For a few months I stayed home with my dad, this was detrimental to my life, and a few months later, I returned to the Clubhouse that I attended prior to attending HGA. While sometimes I found this to be a setback in my mental health and vocational recovery, I today reflect on it and find it was one of the best things that I could do for myself. A month after returning there a new director would be appointed , he’s still there today. I would work some jobs off and on. The next year, I would attend colleague training in South Carolina for two weeks on that model. And yet in 2010,when that same director would explore what would be my job. I had no intention at the time on working as I was very happy relying on social security alone. However, my supervisor was very adamant on bringing me on board, and I kindly accepted. This job, which will reach the nine-year milestone on being employed in has not opened so many doors, but has made me a better person. Yet, I use those skills that I learned at HGA in my work daily and will continue to do so.

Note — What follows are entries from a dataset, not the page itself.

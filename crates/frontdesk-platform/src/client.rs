// SPDX-FileCopyrightText: 2026 Frontdesk Contributors
// SPDX-License-Identifier: MIT OR Apache-2.0

//! HTTP client for the chat platform REST API.
//!
//! Three one-way endpoints: send a message, set the typing indicator, and
//! transfer conversation ownership. Every call carries the shared secret in
//! the `x-api-key` header and retries once on transient status codes.

use std::time::Duration;

use reqwest::header::{HeaderMap, HeaderValue};
use serde::Serialize;
use tracing::{debug, warn};

use frontdesk_core::FrontdeskError;

/// Default upper bound on one platform call.
const CALL_TIMEOUT: Duration = Duration::from_secs(10);

/// Payload for the send-message endpoint.
#[derive(Debug, Serialize)]
struct SendMessageBody<'a> {
    chat_id: &'a str,
    message: &'a str,
}

/// Payload for the typing-indicator endpoint.
#[derive(Debug, Serialize)]
struct TypingBody<'a> {
    chat_id: &'a str,
    typing: &'a str,
}

/// Payload for the transfer endpoint.
#[derive(Debug, Serialize)]
struct TransferBody<'a> {
    chat_id: &'a str,
    to_operator_id: &'a str,
}

/// HTTP client for platform API communication.
#[derive(Debug, Clone)]
pub struct PlatformClient {
    client: reqwest::Client,
    base_url: String,
    max_retries: u32,
}

impl PlatformClient {
    /// Creates a new platform client.
    ///
    /// # Arguments
    /// * `base_url` - Base URL of the platform REST API
    /// * `api_key` - Shared secret sent in the `x-api-key` header
    pub fn new(base_url: String, api_key: &str) -> Result<Self, FrontdeskError> {
        let mut headers = HeaderMap::new();
        headers.insert(
            "x-api-key",
            HeaderValue::from_str(api_key).map_err(|e| {
                FrontdeskError::Config(format!("invalid platform API key header value: {e}"))
            })?,
        );
        headers.insert("content-type", HeaderValue::from_static("application/json"));

        let client = reqwest::Client::builder()
            .default_headers(headers)
            .timeout(CALL_TIMEOUT)
            .build()
            .map_err(|e| FrontdeskError::Platform {
                message: format!("failed to build HTTP client: {e}"),
                source: Some(Box::new(e)),
            })?;

        Ok(Self {
            client,
            base_url: base_url.trim_end_matches('/').to_string(),
            max_retries: 1,
        })
    }

    /// Returns the configured base URL.
    pub fn base_url(&self) -> &str {
        &self.base_url
    }

    /// Deliver a message into a conversation.
    pub async fn send_message(&self, chat_id: &str, text: &str) -> Result<(), FrontdeskError> {
        self.post("send_message", &SendMessageBody { chat_id, message: text })
            .await
    }

    /// Turn the typing indicator on or off.
    pub async fn set_typing(&self, chat_id: &str, typing: bool) -> Result<(), FrontdeskError> {
        let flag = if typing { "on" } else { "off" };
        self.post("typing", &TypingBody { chat_id, typing: flag })
            .await
    }

    /// Transfer conversation ownership to the named operator.
    pub async fn transfer(&self, chat_id: &str, to_operator: &str) -> Result<(), FrontdeskError> {
        self.post(
            "transfer_chat",
            &TransferBody {
                chat_id,
                to_operator_id: to_operator,
            },
        )
        .await
    }

    /// Probe the platform API.
    pub async fn probe(&self) -> Result<(), FrontdeskError> {
        let url = format!("{}/health", self.base_url);
        let response = self
            .client
            .get(&url)
            .send()
            .await
            .map_err(|e| FrontdeskError::Platform {
                message: format!("health probe failed: {e}"),
                source: Some(Box::new(e)),
            })?;
        if response.status().is_success() {
            Ok(())
        } else {
            Err(FrontdeskError::Platform {
                message: format!("health probe returned {}", response.status()),
                source: None,
            })
        }
    }

    /// POST a JSON body to `{base}/{path}`, retrying once on transient status.
    async fn post<T: Serialize>(&self, path: &str, body: &T) -> Result<(), FrontdeskError> {
        let url = format!("{}/{path}", self.base_url);

        let mut last_error = None;

        for attempt in 0..=self.max_retries {
            if attempt > 0 {
                warn!(attempt, path, "retrying platform call after transient error");
                tokio::time::sleep(Duration::from_secs(1)).await;
            }

            let response = self
                .client
                .post(&url)
                .json(body)
                .send()
                .await
                .map_err(|e| FrontdeskError::Platform {
                    message: format!("HTTP request failed: {e}"),
                    source: Some(Box::new(e)),
                })?;

            let status = response.status();
            debug!(status = %status, path, attempt, "platform response received");

            if status.is_success() {
                return Ok(());
            }

            if is_transient_error(status) && attempt < self.max_retries {
                let body = response.text().await.unwrap_or_default();
                warn!(status = %status, body = %body, path, "transient error, will retry");
                last_error = Some(FrontdeskError::Platform {
                    message: format!("platform returned {status}: {body}"),
                    source: None,
                });
                continue;
            }

            let body = response.text().await.unwrap_or_default();
            return Err(FrontdeskError::Platform {
                message: format!("platform returned {status}: {body}"),
                source: None,
            });
        }

        Err(last_error.unwrap_or_else(|| FrontdeskError::Platform {
            message: "platform call failed after retries".into(),
            source: None,
        }))
    }
}

/// Returns true for HTTP status codes that indicate transient errors worth retrying.
fn is_transient_error(status: reqwest::StatusCode) -> bool {
    matches!(status.as_u16(), 429 | 500 | 503)
}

Does HGA have stigma? yes it does. Can you be successful there? Absolutely! It is all in what you make it. If you dont skip class, perform to the best of your abilities and behave, it can be lauded as on of the best opportunities you can have in your life. One of the things I regret is that I never bonded many friendships while there, however, since then I have blossomed socially since and plan to blossom more. In the end, HGA is what you make it, there are successes as well as failures, but don’t bash these three incidents as what it is all about.